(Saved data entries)
· · · · · · ·
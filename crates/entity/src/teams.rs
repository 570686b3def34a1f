//! Teams Entity
//!
//! A student-formed team. `project_id` is the pessimistic reservation made
//! when the team applies to a project; it is cleared again when the
//! application is withdrawn or the team is rejected. A partial unique index
//! (`ux_teams_project_approved`) guarantees at most one approved team per
//! project.

use sea_orm::entity::prelude::*;
use serde::{Deserialize, Serialize};

use crate::sea_orm_active_enums::TeamStatus;

/// Maximum number of members a team may ever have, the leader included.
pub const MAX_TEAM_SIZE: u64 = 4;

#[derive(Clone, Debug, PartialEq, DeriveEntityModel, Eq, Serialize, Deserialize)]
#[sea_orm(table_name = "teams")]
pub struct Model {
    #[sea_orm(primary_key)]
    pub id:         i32,
    pub name:       String,
    pub project_id: Option<i32>,
    pub leader_id:  i32,
    pub is_locked:  bool,
    pub status:     TeamStatus,
}

#[derive(Copy, Clone, Debug, EnumIter, DeriveRelation)]
pub enum Relation {
    #[sea_orm(
        belongs_to = "super::projects::Entity",
        from = "Column::ProjectId",
        to = "super::projects::Column::Id",
        on_update = "NoAction",
        on_delete = "SetNull"
    )]
    Project,
    #[sea_orm(
        belongs_to = "super::users::Entity",
        from = "Column::LeaderId",
        to = "super::users::Column::Id",
        on_update = "NoAction",
        on_delete = "Restrict"
    )]
    Leader,
    #[sea_orm(has_many = "super::team_members::Entity")]
    Members,
    #[sea_orm(has_many = "super::team_applications::Entity")]
    Applications,
    #[sea_orm(has_many = "super::student_team_applications::Entity")]
    JoinRequests,
    #[sea_orm(has_many = "super::milestone_submissions::Entity")]
    Submissions,
}

impl Related<super::projects::Entity> for Entity {
    fn to() -> RelationDef { Relation::Project.def() }
}

impl Related<super::users::Entity> for Entity {
    fn to() -> RelationDef { Relation::Leader.def() }
}

impl Related<super::team_members::Entity> for Entity {
    fn to() -> RelationDef { Relation::Members.def() }
}

impl Related<super::team_applications::Entity> for Entity {
    fn to() -> RelationDef { Relation::Applications.def() }
}

impl Related<super::student_team_applications::Entity> for Entity {
    fn to() -> RelationDef { Relation::JoinRequests.def() }
}

impl Related<super::milestone_submissions::Entity> for Entity {
    fn to() -> RelationDef { Relation::Submissions.def() }
}

impl ActiveModelBehavior for ActiveModel {}
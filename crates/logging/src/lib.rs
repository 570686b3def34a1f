//! # Capstone Logging Infrastructure
//!
//! Structured logging utilities for the Capstone application.
//! Provides tracing integration with JSON output and environment-based configuration.

pub mod config;
pub mod request_id;

pub use config::LoggingConfig;
pub use request_id::RequestId;
// Re-export tracing macros
pub use tracing::{debug, error, info, trace, warn};

/// Initialize the logging system.
///
/// # Arguments
///
/// * `level` - Log level (debug, info, warn, error)
/// * `format` - Output format (json, pretty, compact)
/// * `log_file` - Optional path to log file
pub fn init(
    level: &str,
    format: &str,
    log_file: Option<&str>,
) -> Result<(), tracing::subscriber::SetGlobalDefaultError> {
    let config = LoggingConfig::from_env(level, format, log_file);
    init_with_config(config)
}

/// Initialize logging with a custom configuration.
pub fn init_with_config(config: LoggingConfig) -> Result<(), tracing::subscriber::SetGlobalDefaultError> {
    let subscriber = config.build();
    tracing::subscriber::set_global_default(subscriber)?;
    info!(level = %config.level, format = %config.format, "Logging initialized");
    Ok(())
}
· · · · · · ·
◆ Exercise description:
Each entry above should be restated exactly as supplied.

◆ Task answer:
filename crates/entity/src/teams.rs
repository 570686b3def34a1f
//! Teams Entity
//!
//! A student-formed team. `project_id` is the pessimistic reservation made
//! when the team applies to a project; it is cleared again when the
//! application is withdrawn or the team is rejected. A partial unique index
//! (`ux_teams_project_approved`) guarantees at most one approved team per
//! project.

use sea_orm::entity::prelude::*;
use serde::{Deserialize, Serialize};

use crate::sea_orm_active_enums::TeamStatus;

/// Maximum number of members a team may ever have, the leader included.
pub const MAX_TEAM_SIZE: u64 = 4;

#[derive(Clone, Debug, PartialEq, DeriveEntityModel, Eq, Serialize, Deserialize)]
#[sea_orm(table_name = "teams")]
pub struct Model {
    #[sea_orm(primary_key)]
    pub id:         i32,
    pub name:       String,
    pub project_id: Option<i32>,
    pub leader_id:  i32,
    pub is_locked:  bool,
    pub status:     TeamStatus,
}

#[derive(Copy, Clone, Debug, EnumIter, DeriveRelation)]
pub enum Relation {
    #[sea_orm(
        belongs_to = "super::projects::Entity",
        from = "Column::ProjectId",
        to = "super::projects::Column::Id",
        on_update = "NoAction",
        on_delete = "SetNull"
    )]
    Project,
    #[sea_orm(
        belongs_to = "super::users::Entity",
        from = "Column::LeaderId",
        to = "super::users::Column::Id",
        on_update = "NoAction",
        on_delete = "Restrict"
    )]
    Leader,
    #[sea_orm(has_many = "super::team_members::Entity")]
    Members,
    #[sea_orm(has_many = "super::team_applications::Entity")]
    Applications,
    #[sea_orm(has_many = "super::student_team_applications::Entity")]
    JoinRequests,
    #[sea_orm(has_many = "super::milestone_submissions::Entity")]
    Submissions,
}

impl Related<super::projects::Entity> for Entity {
    fn to() -> RelationDef { Relation::Project.def() }
}

impl Related<super::users::Entity> for Entity {
    fn to() -> RelationDef { Relation::Leader.def() }
}

impl Related<super::team_members::Entity> for Entity {
    fn to() -> RelationDef { Relation::Members.def() }
}

impl Related<super::team_applications::Entity> for Entity {
    fn to() -> RelationDef { Relation::Applications.def() }
}

impl Related<super::student_team_applications::Entity> for Entity {
    fn to() -> RelationDef { Relation::JoinRequests.def() }
}

impl Related<super::milestone_submissions::Entity> for Entity {
    fn to() -> RelationDef { Relation::Submissions.def() }
}

impl ActiveModelBehavior for ActiveModel {}
filename crates/logging/src/lib.rs
repository 570686b3def34a1f
//! # Capstone Logging Infrastructure
//!
//! Structured logging utilities for the Capstone application.
//! Provides tracing integration with JSON output and environment-based configuration.

pub mod config;
pub mod request_id;

pub use config::LoggingConfig;
pub use request_id::RequestId;
// Re-export tracing macros
pub use tracing::{debug, error, info, trace, warn};

/// Initialize the logging system.
///
/// # Arguments
///
/// * `level` - Log level (debug, info, warn, error)
/// * `format` - Output format (json, pretty, compact)
/// * `log_file` - Optional path to log file
pub fn init(
    level: &str,
    format: &str,
    log_file: Option<&str>,
) -> Result<(), tracing::subscriber::SetGlobalDefaultError> {
    let config = LoggingConfig::from_env(level, format, log_file);
    init_with_config(config)
}

/// Initialize logging with a custom configuration.
pub fn init_with_config(config: LoggingConfig) -> Result<(), tracing::subscriber::SetGlobalDefaultError> {
    let subscriber = config.build();
    tracing::subscriber::set_global_default(subscriber)?;
    info!(level = %config.level, format = %config.format, "Logging initialized");
    Ok(())
}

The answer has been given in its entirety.